Donald James Hall (1935–2020) was a freshwater ecologist and Professor at Michigan State University. He was also the longest-serving director of MSU's Graduate Program in Ecology, Evolution, and Behavior (EEB) from 1989 to 2004.

== Early life and education ==
Hall was born in 1935 in Palo Alto, California. His family later moved to Iowa City, Iowa, and then to Chapel Hill, North Carolina, where he graduated from high school. Hall stayed in Chapel Hill and received his B.A. from the University of North Carolina in 1957, while also being on the swimming team and in the marching band. Hall received M.S. and Ph.D. degrees in zoology from the University of Michigan, followed by a one-year stint as a postdoctoral researcher at the University of Washington, Seattle.

== Career and research ==
In 1963, Hall joined the faculty at Cornell University.

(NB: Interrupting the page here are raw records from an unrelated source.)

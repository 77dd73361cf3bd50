//! DMA transfer operations.
//!
//! Every producer-side transition runs under the producer lock. A completion
//! interrupt that finds the lock held (it preempted a producer call made
//! from thread context) cannot wait for it, so it is recorded as pending and
//! run by whoever releases the lock.
//!
//! The consumer side never takes the producer lock. It samples the running
//! transfer lock-free and derives the readable length from
//! `dest + received` without storing it, so a completion interrupt that
//! preempts a read can always complete and restart the transfer.

use core::cmp::min;

use portable_atomic::{Ordering, fence};

use super::{DmaDevice, DmaState};
use crate::buffer::{RingBuffer, SideGuard, advance, occupied};
use crate::cache::CacheMaintenance;
use crate::config::Mode;
use crate::constants::RESERVED_SLOTS;
use crate::error::{Error, LockError, Result};

impl<D: DmaDevice, C: CacheMaintenance> RingBuffer<'_, D, C> {
    // =========================================================================
    // Registration
    // =========================================================================

    /// Register the DMA driver and switch to [`Mode::DmaFed`].
    ///
    /// The next transfer will target the current write cursor. A cache
    /// collaborator passed here replaces any installed one; `None` keeps it.
    ///
    /// # Errors
    ///
    /// [`Error::InvalidState`] if no storage is bound or a device is already
    /// registered.
    pub fn register_dma_device(&mut self, device: D, cache: Option<C>) -> Result<()> {
        if self.storage.is_none() || self.dma.device.is_some() {
            return Err(Error::InvalidState);
        }

        let tail = *self.tail.get_mut();
        self.dma.attach(device, tail);
        if cache.is_some() {
            self.cache = cache;
        }
        self.switch_mode(Mode::DmaFed);

        #[cfg(feature = "defmt")]
        defmt::debug!("dma device registered, dest offset {}", tail);

        Ok(())
    }

    /// Detach the DMA driver and fall back to [`Mode::CpuCopy`].
    ///
    /// A running transfer is stopped first (best effort, bytes already
    /// received are kept). Cache hooks are removed and the DMA state becomes
    /// [`DmaState::Error`]. Returns the detached device.
    pub fn unregister_dma_device(&mut self) -> Option<D> {
        if self.dma.state() == DmaState::Busy {
            let _ = self.dma_stop();
        }

        let device = self.dma.detach();
        self.cache = None;
        if self.mode == Mode::DmaFed {
            self.switch_mode(Mode::CpuCopy);
        }

        #[cfg(feature = "defmt")]
        if device.is_some() {
            defmt::debug!("dma device unregistered");
        }

        device
    }

    // =========================================================================
    // Transfer Lifecycle
    // =========================================================================

    /// Program a transfer of `size` bytes from `source` into the ring.
    ///
    /// The destination is always the current write cursor. Legal from
    /// [`DmaState::Idle`] and [`DmaState::Ready`]; on success the state is
    /// `Ready`. A driver failure leaves the previous parameters and state
    /// untouched.
    ///
    /// # Errors
    ///
    /// - [`Error::InvalidArgument`] for a zero source, a zero size, or a size
    ///   larger than the capacity
    /// - [`Error::InvalidState`] outside DMA mode or from the wrong state
    /// - [`Error::Lock`] if the producer side is busy
    /// - [`Error::Device`] from the driver, unmodified
    pub fn dma_configure(&self, source: usize, size: usize) -> Result<()> {
        let storage = self.storage.as_ref().ok_or(Error::InvalidState)?;
        if source == 0 || size == 0 || size > storage.len() {
            return Err(Error::InvalidArgument);
        }
        if self.mode != Mode::DmaFed {
            return Err(Error::InvalidState);
        }

        self.with_producer(|_| {
            let device = self.dma.device.as_ref().ok_or(Error::InvalidState)?;
            if !matches!(self.dma.state(), DmaState::Idle | DmaState::Ready) {
                return Err(Error::InvalidState);
            }

            let dest = self.tail.load(Ordering::Relaxed);
            device
                .configure(source, storage.addr_of(dest), size)
                .inspect_err(|_e| {
                    #[cfg(feature = "defmt")]
                    defmt::warn!("dma configure failed: {}", _e);
                })?;

            self.dma.update(|| {
                self.dma.program(source, dest, size);
                self.set_dma_state(DmaState::Ready);
            });
            Ok(())
        })?
    }

    /// Start the configured transfer. Legal only from [`DmaState::Ready`].
    pub fn dma_start(&self) -> Result<()> {
        self.with_producer(|_| {
            if self.dma.state() != DmaState::Ready {
                return Err(Error::InvalidState);
            }
            let device = self.dma.device.as_ref().ok_or(Error::InvalidState)?;
            device.start().inspect_err(|_e| {
                #[cfg(feature = "defmt")]
                defmt::warn!("dma start failed: {}", _e);
            })?;

            self.dma.update(|| self.set_dma_state(DmaState::Busy));
            Ok(())
        })?
    }

    /// Abort the running transfer. Legal only from [`DmaState::Busy`].
    ///
    /// Bytes the driver reports as received are kept: the write cursor and
    /// produced total are brought up to date, the next transfer is aimed at
    /// the new cursor and the state returns to `Ready`.
    pub fn dma_stop(&self) -> Result<()> {
        self.with_producer(|guard| {
            if self.dma.state() != DmaState::Busy {
                return Err(Error::InvalidState);
            }
            let device = self.dma.device.as_ref().ok_or(Error::InvalidState)?;
            device.stop().inspect_err(|_e| {
                #[cfg(feature = "defmt")]
                defmt::warn!("dma stop failed: {}", _e);
            })?;

            self.dma.update(|| {
                let _ = self.recompute_tail(guard);
                self.finish_transfer();
            });

            #[cfg(feature = "async")]
            self.data_waker.wake();

            Ok(())
        })?
    }

    /// Account for a finished transfer. Call from the completion interrupt.
    ///
    /// The full block is added to the produced total, the write cursor moves
    /// to the end of the received data and the state returns to `Ready`.
    ///
    /// If the producer side is busy (the interrupt preempted a producer
    /// call) the completion is deferred to the lock holder and `Ok(())` is
    /// returned. A deferred completion that finds
    /// the transfer no longer `Busy` is dropped.
    ///
    /// # Errors
    ///
    /// [`Error::InvalidState`] outside DMA mode or when no transfer is
    /// running.
    pub fn dma_complete(&self) -> Result<()> {
        if self.storage.is_none() || self.mode != Mode::DmaFed {
            return Err(Error::InvalidState);
        }

        match self.producer_lock().try_acquire() {
            Ok(guard) => {
                let result = self.complete_locked(&guard);
                drop(guard);
                self.drain_deferred_completion();
                result
            }
            Err(LockError::AlreadyLocked) => {
                if self.dma.state() != DmaState::Busy {
                    return Err(Error::InvalidState);
                }
                self.dma.completion_pending.store(true, Ordering::SeqCst);
                // The holder may have released between our attempt and the store.
                self.drain_deferred_completion();
                Ok(())
            }
            Err(e) => Err(e.into()),
        }
    }

    // =========================================================================
    // Producer-side Helpers
    // =========================================================================

    /// Run completions deferred while the producer lock was held.
    pub(crate) fn drain_deferred_completion(&self) {
        fence(Ordering::SeqCst);
        while self.dma.completion_pending.load(Ordering::SeqCst) {
            // Still held: the current holder drains on release.
            let Ok(guard) = self.producer_lock().try_acquire() else {
                return;
            };
            if self.dma.completion_pending.swap(false, Ordering::SeqCst)
                && self.complete_locked(&guard).is_err()
            {
                #[cfg(feature = "defmt")]
                defmt::warn!("deferred dma completion dropped, state {}", self.dma.state());
            }
            drop(guard);
            fence(Ordering::SeqCst);
        }
    }

    // =========================================================================
    // Consumer-side View
    // =========================================================================

    /// Write cursor and produced total including what the running transfer
    /// has landed so far.
    ///
    /// Returns `None` when no transfer is running, the driver report has not
    /// settled, or every sample overlapped a producer-side update.
    pub(crate) fn live_progress(&self) -> Option<(usize, u64)> {
        let device = self.dma.device.as_ref()?;
        let capacity = self.capacity();

        self.dma
            .sample(|| {
                if self.dma.state() != DmaState::Busy {
                    return None;
                }
                let dest = self.dma.dest_offset();
                let credited = self.dma.credited();
                let produced = self.total_produced.load(Ordering::Acquire);
                let received = device.received_len();
                if received > self.dma.block_size() {
                    return None;
                }

                let landed = received.saturating_sub(credited) as u64;
                Some((advance(dest, received, capacity), produced + landed))
            })
            .flatten()
    }

    /// Readable bytes in DMA mode, without touching the producer lock.
    pub(crate) fn dma_readable(&self, head: usize, capacity: usize) -> usize {
        if let Some((tail, _)) = self.live_progress() {
            return occupied(head, tail, capacity);
        }

        // Published cursor. The consumer may already be past it when it read
        // bytes of a transfer whose completion is still being recorded; the
        // produced backlog bounds the result in that window.
        let tail = self.tail.load(Ordering::Acquire);
        let backlog = self
            .total_produced
            .load(Ordering::Acquire)
            .saturating_sub(self.total_consumed());
        min(occupied(head, tail, capacity) as u64, backlog) as usize
    }

    /// Move the write cursor to `dest + received` while a transfer runs.
    ///
    /// Returns the received length, or `None` when nothing was updated
    /// (not busy, no device, or a report larger than the block that has
    /// not settled yet).
    pub(crate) fn recompute_tail(&self, _guard: &SideGuard<'_>) -> Option<usize> {
        if self.dma.state() != DmaState::Busy {
            return None;
        }
        let capacity = self.capacity();
        let device = self.dma.device.as_ref()?;

        let received = device.received_len();
        if received > self.dma.block_size() {
            #[cfg(feature = "defmt")]
            defmt::trace!("received length {} not settled, skipping", received);
            return None;
        }

        self.credit(received);
        self.tail.store(
            advance(self.dma.dest_offset(), received, capacity),
            Ordering::Release,
        );
        Some(received)
    }

    fn complete_locked(&self, guard: &SideGuard<'_>) -> Result<()> {
        if self.dma.state() != DmaState::Busy {
            return Err(Error::InvalidState);
        }

        let block = self.dma.block_size();
        self.dma.update(|| {
            if self.recompute_tail(guard).is_some() {
                self.credit(block);
            } else {
                // Unsettled report: the engine finished the whole block.
                self.credit(block);
                self.tail.store(
                    advance(self.dma.dest_offset(), block, self.capacity()),
                    Ordering::Release,
                );
            }
            self.finish_transfer();
        });
        self.dma.completed.store(true, Ordering::SeqCst);

        #[cfg(feature = "async")]
        self.data_waker.wake();

        Ok(())
    }

    /// Add the part of `received` not yet counted to the produced total.
    ///
    /// Runs before the matching tail store so the consumer never sees more
    /// bytes than have been produced.
    fn credit(&self, received: usize) {
        let credited = self.dma.credited();
        if received > credited {
            self.total_produced
                .fetch_add((received - credited) as u64, Ordering::Release);
            self.dma.set_credited(received);
        }
    }

    fn finish_transfer(&self) {
        self.dma.set_dest_offset(self.tail.load(Ordering::Relaxed));
        self.check_overflow();
        self.set_dma_state(DmaState::Ready);
    }

    fn check_overflow(&self) {
        if !self.config.overflow_tracking {
            return;
        }

        // One slot stays free, so a backlog that fills it has already lost
        // the whole ring: the write cursor caught up with the read cursor.
        let limit = self.capacity().saturating_sub(RESERVED_SLOTS) as u64;
        let in_flight = self
            .total_produced
            .load(Ordering::Acquire)
            .saturating_sub(self.total_consumed());
        if in_flight > limit {
            let _ = self
                .overflow_count
                .fetch_update(Ordering::Relaxed, Ordering::Relaxed, |n| n.checked_add(1));

            #[cfg(feature = "defmt")]
            defmt::warn!("ring overflow: {} bytes unread", in_flight);
        }
    }

    fn set_dma_state(&self, state: DmaState) {
        #[cfg(feature = "defmt")]
        defmt::debug!("dma {} -> {}", self.dma.state(), state);

        self.dma.set_state(state);
    }
}

// =============================================================================
// Unit Tests
// =============================================================================
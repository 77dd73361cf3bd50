//! Backing byte region.
//!
//! Storage is either borrowed from the caller for `'a` or, with the `alloc`
//! feature, allocated from the global heap and freed on drop. Both are held
//! as a raw base pointer so producer and consumer can touch disjoint byte
//! ranges through a shared reference.

use core::marker::PhantomData;
use core::ptr::NonNull;

use crate::constants::MIN_CAPACITY;
use crate::error::{Error, Result};

pub(crate) struct Storage<'a> {
    base: NonNull<u8>,
    len: usize,
    #[cfg(feature = "alloc")]
    owned: bool,
    _region: PhantomData<&'a mut [u8]>,
}

impl<'a> Storage<'a> {
    /// Borrow a caller-supplied region.
    pub(crate) fn borrowed(region: &'a mut [u8]) -> Result<Self> {
        if region.len() < MIN_CAPACITY {
            return Err(Error::InvalidArgument);
        }

        Ok(Self {
            base: NonNull::from(&mut *region).cast::<u8>(),
            len: region.len(),
            #[cfg(feature = "alloc")]
            owned: false,
            _region: PhantomData,
        })
    }

    /// Allocate a zeroed region of `capacity` bytes from the heap.
    #[cfg(feature = "alloc")]
    pub(crate) fn allocate(capacity: usize) -> Result<Self> {
        use alloc::boxed::Box;
        use alloc::vec::Vec;

        if capacity < MIN_CAPACITY {
            return Err(Error::InvalidArgument);
        }

        let mut bytes: Vec<u8> = Vec::new();
        bytes
            .try_reserve_exact(capacity)
            .map_err(|_| Error::AllocationFailure)?;
        bytes.resize(capacity, 0);

        let raw = Box::into_raw(bytes.into_boxed_slice());
        let base = NonNull::new(raw.cast::<u8>()).ok_or(Error::AllocationFailure)?;

        Ok(Self {
            base,
            len: capacity,
            owned: true,
            _region: PhantomData,
        })
    }

    #[inline(always)]
    pub(crate) const fn len(&self) -> usize {
        self.len
    }

    /// Absolute address of `offset`, as handed to DMA and cache collaborators
    #[inline(always)]
    pub(crate) fn addr_of(&self, offset: usize) -> usize {
        self.base.as_ptr() as usize + offset
    }

    /// Copy `src` into storage at `offset`.
    ///
    /// # Safety
    ///
    /// `offset + src.len()` must not exceed `len()`, and the caller must own
    /// the producer side of the range (no concurrent reader of those bytes).
    #[inline]
    pub(crate) unsafe fn write(&self, offset: usize, src: &[u8]) {
        debug_assert!(offset + src.len() <= self.len);
        // SAFETY: bounds checked by the caller; `src` cannot alias storage
        // because storage is only reachable through this raw pointer.
        unsafe {
            core::ptr::copy_nonoverlapping(src.as_ptr(), self.base.as_ptr().add(offset), src.len());
        }
    }

    /// Copy bytes at `offset` out into `dst`.
    ///
    /// # Safety
    ///
    /// `offset + dst.len()` must not exceed `len()`, and the range must hold
    /// bytes already published by the producer.
    #[inline]
    pub(crate) unsafe fn read(&self, offset: usize, dst: &mut [u8]) {
        debug_assert!(offset + dst.len() <= self.len);
        // SAFETY: bounds checked by the caller; `dst` is a distinct buffer.
        unsafe {
            core::ptr::copy_nonoverlapping(
                self.base.as_ptr().add(offset),
                dst.as_mut_ptr(),
                dst.len(),
            );
        }
    }
}

impl Drop for Storage<'_> {
    fn drop(&mut self) {
        #[cfg(feature = "alloc")]
        if self.owned {
            let slice = core::ptr::slice_from_raw_parts_mut(self.base.as_ptr(), self.len);
            // SAFETY: `base`/`len` came from `Box::into_raw` in `allocate`
            // and are reconstructed exactly once.
            drop(unsafe { alloc::boxed::Box::from_raw(slice) });
        }
    }
}

// =============================================================================
// Tests
// =============================================================================
//! Cache maintenance hooks.
//!
//! On parts where the DMA engine and the CPU sit in different cache domains
//! the buffer calls [`CacheMaintenance::clean`] after the CPU writes a span
//! (`put`) and [`CacheMaintenance::invalidate`] before the CPU reads a span
//! (`get`/`peek`). Spans are split at the end of storage exactly like the
//! copy itself, so a hook never sees a range that crosses the region end.
//!
//! Both hooks default to no-ops. Platforms with a coherent interconnect use
//! [`NoCache`].

/// Cache maintenance collaborator.
pub trait CacheMaintenance {
    /// Write back CPU-cached bytes in `[address, address + len)` to memory.
    fn clean(&self, address: usize, len: usize) {
        let _ = (address, len);
    }

    /// Discard CPU cache lines covering `[address, address + len)`.
    fn invalidate(&self, address: usize, len: usize) {
        let _ = (address, len);
    }
}

impl<T: CacheMaintenance + ?Sized> CacheMaintenance for &T {
    #[inline]
    fn clean(&self, address: usize, len: usize) {
        (**self).clean(address, len);
    }

    #[inline]
    fn invalidate(&self, address: usize, len: usize) {
        (**self).invalidate(address, len);
    }
}

/// Coherent memory: no maintenance required.
#[derive(Debug, Clone, Copy, Default, PartialEq, Eq)]
pub struct NoCache;

impl CacheMaintenance for NoCache {}

/// Function-pointer hooks, for firmware that exposes cache maintenance as
/// plain `fn(address, len)` routines.
///
/// ```
/// use ph_ringbuf::CacheHooks;
///
/// fn clean_dcache(_addr: usize, _len: usize) {}
///
/// let hooks = CacheHooks::new().with_clean(clean_dcache);
/// assert!(hooks.clean.is_some());
/// assert!(hooks.invalidate.is_none());
/// ```
#[derive(Debug, Clone, Copy, Default)]
pub struct CacheHooks {
    /// Called after the CPU writes a span
    pub clean: Option<fn(usize, usize)>,
    /// Called before the CPU reads a span
    pub invalidate: Option<fn(usize, usize)>,
}

impl CacheHooks {
    /// No hooks registered
    #[must_use]
    pub const fn new() -> Self {
        Self {
            clean: None,
            invalidate: None,
        }
    }

    /// Set the clean hook
    #[must_use]
    pub const fn with_clean(mut self, hook: fn(usize, usize)) -> Self {
        self.clean = Some(hook);
        self
    }

    /// Set the invalidate hook
    #[must_use]
    pub const fn with_invalidate(mut self, hook: fn(usize, usize)) -> Self {
        self.invalidate = Some(hook);
        self
    }
}

impl CacheMaintenance for CacheHooks {
    fn clean(&self, address: usize, len: usize) {
        if let Some(hook) = self.clean {
            hook(address, len);
        }
    }

    fn invalidate(&self, address: usize, len: usize) {
        if let Some(hook) = self.invalidate {
            hook(address, len);
        }
    }
}

// =============================================================================
// Unit Tests
// =============================================================================

#[cfg(test)]
mod tests {
    use portable_atomic::{AtomicUsize, Ordering};

    use super::*;

    static CLEANED: AtomicUsize = AtomicUsize::new(0);

    fn count_clean(_address: usize, len: usize) {
        CLEANED.fetch_add(len, Ordering::Relaxed);
    }

    #[test]
    fn hooks_skip_unregistered() {
        let hooks = CacheHooks::new();
        hooks.clean(0x1000, 16);
        hooks.invalidate(0x1000, 16);
    }

    #[test]
    fn default_hooks_are_empty() {
        let hooks = CacheHooks::default();
        let copy = hooks;
        assert!(copy.clean.is_none());
        assert!(copy.invalidate.is_none());
        assert!(hooks.with_invalidate(count_clean).invalidate.is_some());
    }

    #[test]
    fn hooks_call_registered_clean() {
        let hooks = CacheHooks::new().with_clean(count_clean);
        let before = CLEANED.load(Ordering::Relaxed);
        hooks.clean(0x2000, 12);
        assert_eq!(CLEANED.load(Ordering::Relaxed) - before, 12);
    }

    #[test]
    fn reference_forwards_to_inner() {
        let hooks = CacheHooks::new().with_clean(count_clean);
        let by_ref = &hooks;
        let before = CLEANED.load(Ordering::Relaxed);
        CacheMaintenance::clean(&by_ref, 0x3000, 5);
        assert_eq!(CLEANED.load(Ordering::Relaxed) - before, 5);
    }
}
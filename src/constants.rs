//! Centralized Constants
//!
//! Single source of truth for the sizing and polling numbers used by the
//! ring buffer.

// =============================================================================
// Capacity
// =============================================================================

/// Slots kept free so that `head == tail` always means "empty"
pub const RESERVED_SLOTS: usize = 1;

/// Smallest capacity that can hold at least one byte
pub const MIN_CAPACITY: usize = RESERVED_SLOTS + 1;

// =============================================================================
// Latest-Length Probing
// =============================================================================

/// Extra length probes `get()` performs when a DMA completion races the read
pub const DEFAULT_LATEST_LEN_PROBES: u8 = 1;

/// Upper bound for [`DEFAULT_LATEST_LEN_PROBES`] overrides
pub const MAX_LATEST_LEN_PROBES: u8 = 8;

/// Attempts a lock-free reader makes to sample a running DMA transfer before
/// falling back to the last published write cursor
pub const DMA_SAMPLE_ATTEMPTS: usize = 2;

// =============================================================================
// Polling Helpers
// =============================================================================

/// Interval between polls in the `DelayNs` based wait helpers
pub const DEFAULT_POLL_INTERVAL_US: u32 = 10;
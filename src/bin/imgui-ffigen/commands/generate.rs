//! `imgui-ffigen generate` command

use std::path::Path;

use anyhow::Result;

use crate::cli::GenerateArgs;
use imgui_ffigen::ops;

pub fn execute(config_path: &Path, args: GenerateArgs) -> Result<()> {
    let config = super::load_generate_config(config_path, args)?;
    let summary = ops::generate(&config)?;

    println!(
        "Generated {} ({} enums, {} structs, {} functions)",
        summary.output.display(),
        summary.enums,
        summary.structs,
        summary.functions
    );

    Ok(())
}
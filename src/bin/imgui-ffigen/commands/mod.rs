//! Command implementations

pub mod check;
pub mod completions;
pub mod generate;
pub mod init;
pub mod inspect;

use std::path::Path;

use anyhow::Result;

use crate::cli::{GenerateArgs, InputArgs};
use imgui_ffigen::Config;

/// Load the config file (if present) and apply command line overrides.
pub fn load_config(path: &Path, input: &InputArgs) -> Result<Config> {
    let mut config = Config::load_or_default(path)?;

    if let Some(ref p) = input.typedefs {
        config.input.typedefs = p.clone();
    }
    if let Some(ref p) = input.structs_and_enums {
        config.input.structs_and_enums = p.clone();
    }
    if let Some(ref p) = input.definitions {
        config.input.definitions = p.clone();
    }
    if input.impl_definitions.is_some() {
        config.input.impl_definitions = input.impl_definitions.clone();
    }
    if input.no_impl {
        config.input.impl_definitions = None;
    }
    if input.allow_unknown_types {
        config.types.allow_unknown = true;
    }

    Ok(config)
}

/// [`load_config`] plus the output overrides of `generate` and `check`.
pub fn load_generate_config(path: &Path, args: GenerateArgs) -> Result<Config> {
    let mut config = load_config(path, &args.input)?;

    if let Some(output) = args.output {
        config.output.path = output;
    }
    if let Some(module_name) = args.module_name {
        config.output.module_name = module_name;
    }
    if let Some(default_lib) = args.default_lib {
        config.output.default_lib = default_lib;
    }

    Ok(config)
}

He moved to the Department of Zoology at MSU in 1969, was promoted to full professor in 1972, and retired in 2005. Hall did most of his research while at MSU at the Kellogg Biological Station (KBS) located on Gull Lake. Much of his research was done in collaboration with Earl Werner, who was a graduate student at KBS and later on the faculty of the University of Michigan. Several of their papers have been cited many hundreds of times, including two that were named "Citation Classics" by the Institute for Scientific Information. One of the citation classics presented an early experimental test of optimal foraging theory, using the bluegill sunfish, Lepomis macrochirus, as the forager while manipulating the abundance of different size classes of the water flea, Daphnia magna. That paper was also highlighted as a notable paper in the Ecological Society of America's centennial celebration for "significant impacts on the science of ecology."

After Hall’s death, an MSU colleague and later director of the EEB program, Richard Lenski, remembered him as “a wonderful friend and colleague and an enthusiastic leader of EEB and supporter of the program’s graduate students and their research.”